■ What you need to do
Return the records exactly as they are.

[Opening Dataset extract section]

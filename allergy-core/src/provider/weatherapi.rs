use anyhow::{Context, Result};
use async_trait::async_trait;
use chrono::Utc;
use reqwest::Client;
use serde::Deserialize;
use std::time::Duration;

use crate::{
    model::{WeatherRequest, WeatherSnapshot, human_case},
    provider::truncate_body,
};

use super::WeatherProvider;

const DEFAULT_BASE_URL: &str = "http://api.weatherapi.com";

#[derive(Debug, Clone)]
pub struct WeatherApiProvider {
    api_key: String,
    base_url: String,
    http: Client,
}

impl WeatherApiProvider {
    pub fn new(api_key: String, timeout: Duration) -> Result<Self> {
        Self::with_base_url(api_key, DEFAULT_BASE_URL, timeout)
    }

    pub fn with_base_url(api_key: String, base_url: &str, timeout: Duration) -> Result<Self> {
        let http = Client::builder()
            .timeout(timeout)
            .build()
            .context("Failed to build HTTP client for WeatherAPI.com")?;

        Ok(Self {
            api_key,
            base_url: base_url.trim_end_matches('/').to_string(),
            http,
        })
    }

    async fn fetch_current(&self, query: &str) -> Result<WeatherSnapshot> {
        let url = format!("{}/v1/current.json", self.base_url);

        tracing::debug!(query, "requesting WeatherAPI current conditions");

        let res = self
            .http
            .get(&url)
            .query(&[("key", self.api_key.as_str()), ("q", query)])
            .send()
            .await
            .context("Failed to send request to WeatherAPI.com (current)")?;

        let status = res.status();
        let body = res.text().await.context("Failed to read WeatherAPI current response body")?;

        if !status.is_success() {
            return Err(anyhow::anyhow!(
                "WeatherAPI current request failed with status {}: {}",
                status,
                truncate_body(&body),
            ));
        }

        let parsed: WaResponse =
            serde_json::from_str(&body).context("Failed to parse WeatherAPI current JSON")?;

        let location_name = format!("{}, {}", parsed.location.name, parsed.location.country);
        let wind_speed_mps = parsed.current.wind_kph / 3.6;

        Ok(WeatherSnapshot {
            provider: "weatherapi".to_string(),
            location_name,
            temperature_c: parsed.current.temp_c,
            humidity_pct: parsed.current.humidity,
            description: human_case(&parsed.current.condition.text),
            wind_speed_mps,
            // A real UV index is available here, so no proxy is needed.
            uv_proxy: parsed.current.uv,
            pressure_hpa: parsed.current.pressure_mb,
            observed_at: Utc::now(),
        })
    }
}

#[derive(Debug, Deserialize)]
struct WaLocation {
    name: String,
    country: String,
}

#[derive(Debug, Deserialize)]
struct WaCondition {
    text: String,
}

#[derive(Debug, Deserialize)]
struct WaCurrent {
    temp_c: f64,
    humidity: u8,
    wind_kph: f64,
    pressure_mb: f64,
    uv: f64,
    condition: WaCondition,
}

#[derive(Debug, Deserialize)]
struct WaResponse {
    location: WaLocation,
    current: WaCurrent,
}

#[async_trait]
impl WeatherProvider for WeatherApiProvider {
    async fn get_weather(&self, request: &WeatherRequest) -> Result<WeatherSnapshot> {
        self.fetch_current(&request.query()).await
    }
}

#[cfg(test)]
mod tests {
    use super::*;
    use wiremock::matchers::{method, path, query_param};
    use wiremock::{Mock, MockServer, ResponseTemplate};

    #[tokio::test]
    async fn current_weather_converts_wind_to_meters_per_second() {
        let server = MockServer::start().await;
        Mock::given(method("GET"))
            .and(path("/v1/current.json"))
            .and(query_param("q", "Merida"))
            .respond_with(ResponseTemplate::new(200).set_body_json(serde_json::json!({
                "location": { "name": "Merida", "country": "Mexico" },
                "current": {
                    "temp_c": 33.0,
                    "humidity": 65,
                    "wind_kph": 36.0,
                    "pressure_mb": 1012.0,
                    "uv": 9.0,
                    "condition": { "text": "Partly cloudy" }
                }
            })))
            .mount(&server)
            .await;

        let provider =
            WeatherApiProvider::with_base_url("KEY".into(), &server.uri(), Duration::from_secs(5))
                .unwrap();
        let snapshot = provider.get_weather(&WeatherRequest::new("Merida", None)).await.unwrap();

        assert_eq!(snapshot.location_name, "Merida, Mexico");
        assert!((snapshot.wind_speed_mps - 10.0).abs() < 1e-9);
        assert_eq!(snapshot.uv_proxy, 9.0);
        assert_eq!(snapshot.pressure_hpa, 1012.0);
        assert_eq!(snapshot.description, "Partly cloudy");
    }

    #[tokio::test]
    async fn error_status_is_reported() {
        let server = MockServer::start().await;
        Mock::given(method("GET"))
            .respond_with(ResponseTemplate::new(401).set_body_string("invalid key"))
            .mount(&server)
            .await;

        let provider =
            WeatherApiProvider::with_base_url("BAD".into(), &server.uri(), Duration::from_secs(5))
                .unwrap();
        let err = provider.get_weather(&WeatherRequest::new("Merida", None)).await.unwrap_err();

        assert!(err.to_string().contains("401"));
    }
}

[Closing Dataset extract section]

■ Written solution
filename allergy-core/src/provider/weatherapi.rs
use anyhow::{Context, Result};
use async_trait::async_trait;
use chrono::Utc;
use reqwest::Client;
use serde::Deserialize;
use std::time::Duration;

use crate::{
    model::{WeatherRequest, WeatherSnapshot, human_case},
    provider::truncate_body,
};

use super::WeatherProvider;

const DEFAULT_BASE_URL: &str = "http://api.weatherapi.com";

#[derive(Debug, Clone)]
pub struct WeatherApiProvider {
    api_key: String,
    base_url: String,
    http: Client,
}

impl WeatherApiProvider {
    pub fn new(api_key: String, timeout: Duration) -> Result<Self> {
        Self::with_base_url(api_key, DEFAULT_BASE_URL, timeout)
    }

    pub fn with_base_url(api_key: String, base_url: &str, timeout: Duration) -> Result<Self> {
        let http = Client::builder()
            .timeout(timeout)
            .build()
            .context("Failed to build HTTP client for WeatherAPI.com")?;

        Ok(Self {
            api_key,
            base_url: base_url.trim_end_matches('/').to_string(),
            http,
        })
    }

    async fn fetch_current(&self, query: &str) -> Result<WeatherSnapshot> {
        let url = format!("{}/v1/current.json", self.base_url);

        tracing::debug!(query, "requesting WeatherAPI current conditions");

        let res = self
            .http
            .get(&url)
            .query(&[("key", self.api_key.as_str()), ("q", query)])
            .send()
            .await
            .context("Failed to send request to WeatherAPI.com (current)")?;

        let status = res.status();
        let body = res.text().await.context("Failed to read WeatherAPI current response body")?;

        if !status.is_success() {
            return Err(anyhow::anyhow!(
                "WeatherAPI current request failed with status {}: {}",
                status,
                truncate_body(&body),
            ));
        }

        let parsed: WaResponse =
            serde_json::from_str(&body).context("Failed to parse WeatherAPI current JSON")?;

        let location_name = format!("{}, {}", parsed.location.name, parsed.location.country);
        let wind_speed_mps = parsed.current.wind_kph / 3.6;

        Ok(WeatherSnapshot {
            provider: "weatherapi".to_string(),
            location_name,
            temperature_c: parsed.current.temp_c,
            humidity_pct: parsed.current.humidity,
            description: human_case(&parsed.current.condition.text),
            wind_speed_mps,
            // A real UV index is available here, so no proxy is needed.
            uv_proxy: parsed.current.uv,
            pressure_hpa: parsed.current.pressure_mb,
            observed_at: Utc::now(),
        })
    }
}

#[derive(Debug, Deserialize)]
struct WaLocation {
    name: String,
    country: String,
}

#[derive(Debug, Deserialize)]
struct WaCondition {
    text: String,
}

#[derive(Debug, Deserialize)]
struct WaCurrent {
    temp_c: f64,
    humidity: u8,
    wind_kph: f64,
    pressure_mb: f64,
    uv: f64,
    condition: WaCondition,
}

#[derive(Debug, Deserialize)]
struct WaResponse {
    location: WaLocation,
    current: WaCurrent,
}

#[async_trait]
impl WeatherProvider for WeatherApiProvider {
    async fn get_weather(&self, request: &WeatherRequest) -> Result<WeatherSnapshot> {
        self.fetch_current(&request.query()).await
    }
}

#[cfg(test)]
mod tests {
    use super::*;
    use wiremock::matchers::{method, path, query_param};
    use wiremock::{Mock, MockServer, ResponseTemplate};

    #[tokio::test]
    async fn current_weather_converts_wind_to_meters_per_second() {
        let server = MockServer::start().await;
        Mock::given(method("GET"))
            .and(path("/v1/current.json"))
            .and(query_param("q", "Merida"))
            .respond_with(ResponseTemplate::new(200).set_body_json(serde_json::json!({
                "location": { "name": "Merida", "country": "Mexico" },
                "current": {
                    "temp_c": 33.0,
                    "humidity": 65,
                    "wind_kph": 36.0,
                    "pressure_mb": 1012.0,
                    "uv": 9.0,
                    "condition": { "text": "Partly cloudy" }
                }
            })))
            .mount(&server)
            .await;

        let provider =
            WeatherApiProvider::with_base_url("KEY".into(), &server.uri(), Duration::from_secs(5))
                .unwrap();
        let snapshot = provider.get_weather(&WeatherRequest::new("Merida", None)).await.unwrap();

        assert_eq!(snapshot.location_name, "Merida, Mexico");
        assert!((snapshot.wind_speed_mps - 10.0).abs() < 1e-9);
        assert_eq!(snapshot.uv_proxy, 9.0);
        assert_eq!(snapshot.pressure_hpa, 1012.0);
        assert_eq!(snapshot.description, "Partly cloudy");
    }

    #[tokio::test]
    async fn error_status_is_reported() {
        let server = MockServer::start().await;
        Mock::given(method("GET"))
            .respond_with(ResponseTemplate::new(401).set_body_string("invalid key"))
            .mount(&server)
            .await;

        let provider =
            WeatherApiProvider::with_base_url("BAD".into(), &server.uri(), Duration::from_secs(5))
                .unwrap();
        let err = provider.get_weather(&WeatherRequest::new("Merida", None)).await.unwrap_err();

        assert!(err.to_string().contains("401"));
    }
}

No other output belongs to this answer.